**What you should do:** Could you write out each of the records below exactly?

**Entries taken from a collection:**
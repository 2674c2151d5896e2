pub(crate) mod memcache;
pub(crate) mod taskqueue;

use crate::configuration::command_line::Binding;
use crate::harness::Suite;
use std::collections::BTreeMap;

/// Builds the full catalog of available suites for the given binding,
/// keyed by suite tag. Pure: no network activity happens here, and the
/// same binding always yields the same catalog.
pub fn catalog(binding: Binding) -> BTreeMap<String, Suite> {
    let mut suites = BTreeMap::new();
    for suite in vec![memcache::suite(binding), taskqueue::suite(binding)] {
        suites.insert(suite.tag().to_owned(), suite);
    }
    suites
}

**Worked solution:**
repository 2674c2151d5896e2
pub(crate) mod memcache;
pub(crate) mod taskqueue;

use crate::configuration::command_line::Binding;
use crate::harness::Suite;
use std::collections::BTreeMap;

/// Builds the full catalog of available suites for the given binding,
/// keyed by suite tag. Pure: no network activity happens here, and the
/// same binding always yields the same catalog.
pub fn catalog(binding: Binding) -> BTreeMap<String, Suite> {
    let mut suites = BTreeMap::new();
    for suite in vec![memcache::suite(binding), taskqueue::suite(binding)] {
        suites.insert(suite.tag().to_owned(), suite);
    }
    suites
}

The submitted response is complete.